Small business owners and e-commerce sellers use this tool to estimate financial losses from unexpected operational downtime.
It calculates lost revenue, fixed costs, and net interruption impact during closure periods.
Use it to prepare insurance claims or adjust cash flow plans.
Business Interruption Loss Calculator
Estimate financial losses from unplanned operational downtime
Loss Breakdown
How to Use This Tool
Follow these steps to get accurate interruption loss estimates:
- Enter your average monthly revenue from the 3 months before the interruption.
- Input the total number of days your business was fully or partially closed.
- Add your monthly fixed costs (rent, salaries, subscriptions, utilities) that continued during downtime.
- Enter any variable costs you saved during closure (raw materials, shipping, hourly labor) if applicable.
- Add any insurance coverage you expect to receive for the interruption.
- Optionally include the number of days you expect to take to return to full revenue after reopening.
- Click Calculate Loss to see your detailed breakdown.
Formula and Logic
We use standard business interruption calculation methods aligned with insurance industry practices:
- Daily Revenue = Monthly Average Revenue / 30
- Total Lost Revenue = Daily Revenue × Downtime Days
- Total Fixed Costs During Downtime = (Monthly Fixed Costs / 30) × Downtime Days
- Net Operating Loss = Total Lost Revenue + Total Fixed Costs − Variable Cost Savings
- Final Net Loss = Net Operating Loss − Insurance Coverage
- Recovery Period Loss = (Daily Revenue × 0.5) × Recovery Days (assumes 50% revenue capacity during ramp-up)
- Total Overall Loss = Final Net Loss + Recovery Period Loss
All currency values are formatted using your selected currency. You can adjust the recovery loss assumption in your own records if your ramp-up period has different revenue recovery rates.
Practical Notes
These business-specific tips help you apply results to real-world scenarios:
- Keep 3-6 months of fixed cost reserves to cover downtime, as most SMBs lack sufficient cash flow for unplanned closures.
- E-commerce sellers should include lost marketplace ranking and ad spend waste as additional variable losses not captured here.
- Insurance policies often require documentation of lost revenue (tax returns, POS records) to approve claims — use this tool’s breakdown to support your submission.

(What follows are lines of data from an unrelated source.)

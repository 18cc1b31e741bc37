//! Task domain model.
//!
//! # Responsibility
//! - Define the read-only task record consumed by search and analytics.
//! - Provide validation for hosts that build tasks from untrusted input.
//!
//! # Invariants
//! - `id` is stable and never reused for another task.
//! - `completed_at` is `Some` iff `completed` (enforced by `validate`, not by
//!   the engine; analytics tolerate violations).
//! - Optional collections (`labels`, `comments`) default to empty.

use chrono::{DateTime, Utc};
use serde::{Deserialize, Serialize};
use std::collections::BTreeSet;
use std::error::Error;
use std::fmt::{Display, Formatter};
use uuid::Uuid;

/// Stable identifier for tasks.
pub type TaskId = Uuid;
/// Stable identifier for projects.
pub type ProjectId = Uuid;
/// Stable identifier for labels.
pub type LabelId = Uuid;

/// Task urgency bucket.
#[derive(Debug, Clone, Copy, PartialEq, Eq, Hash, PartialOrd, Ord, Serialize, Deserialize)]
#[serde(rename_all = "snake_case")]
pub enum Priority {
    Low,
    Medium,
    High,
}

impl Priority {
    /// All priorities, lowest first.
    pub const ALL: [Priority; 3] = [Priority::Low, Priority::Medium, Priority::High];

    /// Weight used by priority-weighted completion metrics.
    pub fn weight(self) -> u32 {
        match self {
            Self::High => 3,
            Self::Medium => 2,
            Self::Low => 1,
        }
    }

    /// Stable lowercase name, matching the wire format.
    pub fn as_str(self) -> &'static str {
        match self {
            Self::Low => "low",
            Self::Medium => "medium",
            Self::High => "high",
        }
    }
}

impl Display for Priority {
    fn fmt(&self, f: &mut Formatter<'_>) -> std::fmt::Result {
        f.write_str(self.as_str())
    }
}

/// Validation errors for task invariants.
#[derive(Debug, Clone, PartialEq, Eq)]
pub enum TaskValidationError {
    NilId,
    BlankTitle,
    /// `completed == true` without `completed_at`.
    MissingCompletedAt,
    /// `completed_at` set on an incomplete task.
    UnexpectedCompletedAt,
    NonPositiveMinutes {
        field: &'static str,
        value: u32,
    },
}

impl Display for TaskValidationError {
    fn fmt(&self, f: &mut Formatter<'_>) -> std::fmt::Result {
        match self {
            Self::NilId => write!(f, "task id must not be nil"),
            Self::BlankTitle => write!(f, "task title must not be blank"),
            Self::MissingCompletedAt => {
                write!(f, "completed task must carry completed_at")
            }
            Self::UnexpectedCompletedAt => {
                write!(f, "completed_at must be empty for incomplete task")
            }
            Self::NonPositiveMinutes { field, value } => {
                write!(f, "{field} must be positive, got {value}")
            }
        }
    }
}

impl Error for TaskValidationError {}

/// Task record as supplied by the external store.
#[derive(Debug, Clone, PartialEq, Eq, Serialize, Deserialize)]
pub struct Task {
    pub id: TaskId,
    pub title: String,
    #[serde(default)]
    pub description: Option<String>,
    pub priority: Priority,
    #[serde(default)]
    pub completed: bool,
    pub created_at: DateTime<Utc>,
    #[serde(default)]
    pub completed_at: Option<DateTime<Utc>>,
    #[serde(default)]
    pub due_date: Option<DateTime<Utc>>,
    /// Minutes before `due_date` at which a reminder fires.
    #[serde(default)]
    pub due_date_reminder: Option<u32>,
    /// May reference labels that no longer exist.
    #[serde(default)]
    pub labels: BTreeSet<LabelId>,
    /// May reference a project that no longer exists.
    #[serde(default)]
    pub project_id: Option<ProjectId>,
    #[serde(default)]
    pub estimated_minutes: Option<u32>,
    #[serde(default)]
    pub actual_minutes: Option<u32>,
    #[serde(default)]
    pub comments: Vec<String>,
}

impl Task {
    /// Creates an open task with a generated id and `medium` priority.
    pub fn new(title: impl Into<String>, created_at: DateTime<Utc>) -> Self {
        Self::with_id(Uuid::new_v4(), title, created_at)
    }

    /// Creates an open task with a caller-provided id.
    ///
    /// Used by import paths where identity already exists in the store.
    pub fn with_id(id: TaskId, title: impl Into<String>, created_at: DateTime<Utc>) -> Self {
        Self {
            id,
            title: title.into(),
            description: None,
            priority: Priority::Medium,
            completed: false,
            created_at,
            completed_at: None,
            due_date: None,
            due_date_reminder: None,
            labels: BTreeSet::new(),
            project_id: None,
            estimated_minutes: None,
            actual_minutes: None,
            comments: Vec::new(),
        }
    }

    /// Marks the task completed at `at`.
    pub fn complete(&mut self, at: DateTime<Utc>) {
        self.completed = true;
        self.completed_at = Some(at);
    }

    /// Returns whether the task is still open.
    pub fn is_active(&self) -> bool {
        !self.completed
    }

    /// Open task whose due date is strictly before `now`.
    pub fn is_overdue(&self, now: DateTime<Utc>) -> bool {
        !self.completed && self.due_date.is_some_and(|due| due < now)
    }

    /// Validates task invariants.
    ///
    /// # Errors
    /// - Returns the first violated invariant.
    pub fn validate(&self) -> Result<(), TaskValidationError> {
        if self.id.is_nil() {
            return Err(TaskValidationError::NilId);
        }
        if self.title.trim().is_empty() {
            return Err(TaskValidationError::BlankTitle);
        }
        match (self.completed, self.completed_at.is_some()) {
            (true, false) => return Err(TaskValidationError::MissingCompletedAt),
            (false, true) => return Err(TaskValidationError::UnexpectedCompletedAt),
            _ => {}
        }
        for (field, value) in [
            ("estimated_minutes", self.estimated_minutes),
            ("actual_minutes", self.actual_minutes),
        ] {
            if value == Some(0) {
                return Err(TaskValidationError::NonPositiveMinutes { field, value: 0 });
            }
        }
        Ok(())
    }
}

#[cfg(test)]
mod tests {
    use super::{Priority, Task, TaskValidationError};
    use chrono::{Duration, TimeZone, Utc};
    use uuid::Uuid;

    #[test]
    fn new_task_starts_open_with_empty_collections() {
        let created = Utc.with_ymd_and_hms(2026, 3, 2, 9, 0, 0).unwrap();
        let task = Task::new("write report", created);

        assert!(!task.id.is_nil());
        assert!(task.is_active());
        assert!(task.labels.is_empty());
        assert!(task.comments.is_empty());
        assert_eq!(task.priority, Priority::Medium);
        assert!(task.validate().is_ok());
    }

    #[test]
    fn validate_checks_completion_pairing() {
        let created = Utc.with_ymd_and_hms(2026, 3, 2, 9, 0, 0).unwrap();
        let mut task = Task::new("ship", created);
        task.completed = true;
        assert_eq!(task.validate(), Err(TaskValidationError::MissingCompletedAt));

        task.completed = false;
        task.completed_at = Some(created);
        assert_eq!(
            task.validate(),
            Err(TaskValidationError::UnexpectedCompletedAt)
        );
    }

    #[test]
    fn validate_rejects_zero_minutes_and_nil_id() {
        let created = Utc.with_ymd_and_hms(2026, 3, 2, 9, 0, 0).unwrap();
        let mut task = Task::with_id(Uuid::nil(), "x", created);
        assert_eq!(task.validate(), Err(TaskValidationError::NilId));

        task.id = Uuid::new_v4();
        task.actual_minutes = Some(0);
        assert_eq!(
            task.validate(),
            Err(TaskValidationError::NonPositiveMinutes {
                field: "actual_minutes",
                value: 0
            })
        );
    }

    #[test]
    fn overdue_requires_open_task_with_past_due_date() {
        let now = Utc.with_ymd_and_hms(2026, 3, 10, 12, 0, 0).unwrap();
        let mut task = Task::new("pay rent", now - Duration::days(5));
        assert!(!task.is_overdue(now));

        task.due_date = Some(now - Duration::hours(1));
        assert!(task.is_overdue(now));

        task.complete(now);
        assert!(!task.is_overdue(now));
    }

    #[test]
    fn priority_weights_are_ordered() {
        assert_eq!(Priority::High.weight(), 3);
        assert_eq!(Priority::Medium.weight(), 2);
        assert_eq!(Priority::Low.weight(), 1);
        assert_eq!(Priority::High.to_string(), "high");
    }
}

- Partial downtime (e.g., reduced hours) should be counted as 0.5 days per day of reduced operation for rough estimates.
- Seasonal businesses should use monthly revenue from the same quarter in the prior year for more accurate calculations.
Why This Tool Is Useful
Business interruption losses are often underestimated, leading to cash flow crises or underpaid insurance claims. This tool helps:
- Small business owners quantify exact financial impact to adjust emergency budgets.

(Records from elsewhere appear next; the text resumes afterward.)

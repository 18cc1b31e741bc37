//! Behavioral pattern detection.
//!
//! # Invariants
//! - Patterns are emitted in fixed order: productive day, project success,
//!   overdue priority.
//! - Ties inside any grouping resolve to the first encountered key.

use crate::analytics::weekday_name;
use crate::model::catalog::Project;
use crate::model::task::{Priority, Task};
use chrono::{DateTime, Datelike, Utc, Weekday};
use serde::Serialize;

const PRODUCTIVE_DAY_MAX_CONFIDENCE: f64 = 95.0;
const PROJECT_MIN_TASKS: usize = 3;
const PROJECT_MIN_COMPLETION: f64 = 0.7;
const PROJECT_MAX_CONFIDENCE: f64 = 90.0;
const OVERDUE_CONFIDENCE: f64 = 85.0;

#[derive(Debug, Clone, Copy, PartialEq, Eq, Serialize)]
#[serde(rename_all = "snake_case")]
pub enum PatternKind {
    ProductiveDay,
    ProjectSuccess,
    OverduePriority,
}

/// Confidence-scored observation about past behavior.
#[derive(Debug, Clone, PartialEq, Serialize)]
pub struct Pattern {
    pub kind: PatternKind,
    pub title: String,
    pub description: String,
    /// Percentage in `0..=100`.
    pub confidence: f64,
    pub actionable: String,
}

/// Detects patterns in `tasks`; `now` decides which open tasks are overdue.
pub fn identify_patterns(tasks: &[Task], projects: &[Project], now: DateTime<Utc>) -> Vec<Pattern> {
    [
        productive_day(tasks),
        project_success(tasks, projects),
        overdue_priority(tasks, now),
    ]
    .into_iter()
    .flatten()
    .collect()
}

fn productive_day(tasks: &[Task]) -> Option<Pattern> {
    let completion_days: Vec<Weekday> = tasks
        .iter()
        .filter(|task| task.completed)
        .filter_map(|task| task.completed_at)
        .map(|at| at.weekday())
        .collect();

    let (day, count) = first_max(tally(completion_days.iter().copied()))?;
    if count == 0 {
        return None;
    }

    let name = weekday_name(day);
    let confidence =
        (count as f64 / completion_days.len() as f64 * 100.0).min(PRODUCTIVE_DAY_MAX_CONFIDENCE);
    Some(Pattern {
        kind: PatternKind::ProductiveDay,
        title: "Most productive day".to_string(),
        description: format!("You complete the most tasks on {name} ({count} tasks)"),
        confidence,
        actionable: format!("Schedule important tasks for {name}"),
    })
}

fn project_success(tasks: &[Task], projects: &[Project]) -> Option<Pattern> {
    let mut best: Option<(&Project, f64, usize)> = None;
    for project in projects {
        let (total, completed) = tasks
            .iter()
            .filter(|task| task.project_id == Some(project.id))
            .fold((0usize, 0usize), |(total, completed), task| {
                (total + 1, completed + usize::from(task.completed))
            });
        if total < PROJECT_MIN_TASKS {
            continue;
        }
        let rate = completed as f64 / total as f64;
        if best.map_or(true, |(_, best_rate, _)| rate > best_rate) {
            best = Some((project, rate, total));
        }
    }

    let (project, rate, total) = best.filter(|(_, rate, _)| *rate > PROJECT_MIN_COMPLETION)?;
    Some(Pattern {
        kind: PatternKind::ProjectSuccess,
        title: "Successful project".to_string(),
        description: format!(
            "Project \"{}\" has the highest completion rate ({}%)",
            project.name,
            (rate * 100.0).round()
        ),
        confidence: (total as f64 * 10.0).min(PROJECT_MAX_CONFIDENCE),
        actionable: "Apply what works in this project to the others".to_string(),
    })
}

fn overdue_priority(tasks: &[Task], now: DateTime<Utc>) -> Option<Pattern> {
    let overdue: Vec<Priority> = tasks
        .iter()
        .filter(|task| task.is_overdue(now))
        .map(|task| task.priority)
        .collect();
    let (priority, _) = first_max(tally(overdue.iter().copied()))?;

    Some(Pattern {
        kind: PatternKind::OverduePriority,
        title: "Overdue tasks".to_string(),
        description: format!(
            "You have {} overdue tasks, mostly with \"{priority}\" priority",
            overdue.len()
        ),
        confidence: OVERDUE_CONFIDENCE,
        actionable: "Consider revisiting deadlines or priorities".to_string(),
    })
}

/// Counts keys in first-encountered order.
fn tally<K: PartialEq>(keys: impl Iterator<Item = K>) -> Vec<(K, usize)> {
    let mut counts: Vec<(K, usize)> = Vec::new();
    for key in keys {
        match counts.iter_mut().find(|(existing, _)| *existing == key) {
            Some((_, count)) => *count += 1,
            None => counts.push((key, 1)),
        }
    }
    counts
}

/// Highest count; the earliest entry wins ties.
fn first_max<K>(counts: Vec<(K, usize)>) -> Option<(K, usize)> {
    counts
        .into_iter()
        .fold(None, |best: Option<(K, usize)>, (key, count)| match best {
            Some((_, best_count)) if best_count >= count => best,
            _ => Some((key, count)),
        })
}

- E-commerce sellers calculate lost sales from platform outages or supply chain delays.
- Entrepreneurs prepare risk assessments for investors or lenders.

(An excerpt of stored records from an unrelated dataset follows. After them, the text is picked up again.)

//! Query completion candidates.
//!
//! # Invariants
//! - Output is de-duplicated in first-encountered order.
//! - At most 8 entries, or 5 for an empty query.

use crate::model::catalog::{Label, Project};
use crate::model::task::Task;

const EMPTY_QUERY_LIMIT: usize = 5;
const QUERY_LIMIT: usize = 8;
const SEED_SUGGESTIONS: &[&str] = &["high priority", "overdue", "today", "completed"];
const SEED_PROJECT_COUNT: usize = 3;
const STATUS_VOCABULARY: &[&str] = &[
    "completed",
    "active",
    "overdue",
    "high priority",
    "medium priority",
    "low priority",
];
const MIN_TITLE_WORD_CHARS: usize = 3;

/// Insertion-ordered set with a hard cap.
struct OrderedSet {
    items: Vec<String>,
}

impl OrderedSet {
    fn new() -> Self {
        Self { items: Vec::new() }
    }

    fn insert(&mut self, value: String) {
        if !self.items.contains(&value) {
            self.items.push(value);
        }
    }

    fn into_limited(mut self, limit: usize) -> Vec<String> {
        self.items.truncate(limit);
        self.items
    }
}

/// Builds suggestions for the current query.
///
/// An empty query yields popular seeds and the first project names. A
/// non-empty query is lowercased (not trimmed) and matched against title
/// words, project/label names and the status vocabulary.
pub fn suggest(query: &str, tasks: &[Task], projects: &[Project], labels: &[Label]) -> Vec<String> {
    let mut suggestions = OrderedSet::new();

    if query.is_empty() {
        for seed in SEED_SUGGESTIONS {
            suggestions.insert((*seed).to_string());
        }
        for project in projects.iter().take(SEED_PROJECT_COUNT) {
            suggestions.insert(project.name.to_lowercase());
        }
        return suggestions.into_limited(EMPTY_QUERY_LIMIT);
    }

    let needle = query.to_lowercase();

    for task in tasks {
        for word in task.title.to_lowercase().split(' ') {
            if word.chars().count() >= MIN_TITLE_WORD_CHARS && word.starts_with(&needle) {
                suggestions.insert(word.to_string());
            }
        }
    }

    let names = projects
        .iter()
        .map(|project| project.name.as_str())
        .chain(labels.iter().map(|label| label.name.as_str()));
    for name in names {
        let lowered = name.to_lowercase();
        if lowered.contains(&needle) {
            suggestions.insert(lowered);
        }
    }

    for status in STATUS_VOCABULARY {
        if status.contains(&needle) {
            suggestions.insert((*status).to_string());
        }
    }

    suggestions.into_limited(QUERY_LIMIT)
}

- Operations teams identify high-risk fixed costs to reduce in contingency planning.
Frequently Asked Questions
What counts as a business interruption?
Qualifying interruptions include natural disasters, utility outages, supply chain failures, cyberattacks, or mandatory closures. Partial disruptions like reduced hours or staff shortages also count if they reduce revenue.
How do I value variable cost savings?
Only include costs that you would have incurred if operating normally but did not pay during downtime. Do not include costs you would have paid regardless, like retainer fees for contractors.
Is recovery period loss mandatory to include?
No, you can leave the recovery days field blank if you expect to return to full revenue immediately after reopening. The 50% revenue assumption is a standard industry benchmark, but you can adjust calculations manually if your ramp-up is faster or slower.
Additional Guidance
For the most accurate results, use financial data from your accounting software rather than estimates. If you have multiple revenue streams, calculate interruption loss for each stream separately then sum them. Always cross-check insurance policy terms to confirm which losses are covered — some policies exclude lost profits from partial downtime. Review your results with a certified public accountant if the loss exceeds $10,000 to ensure tax deductibility.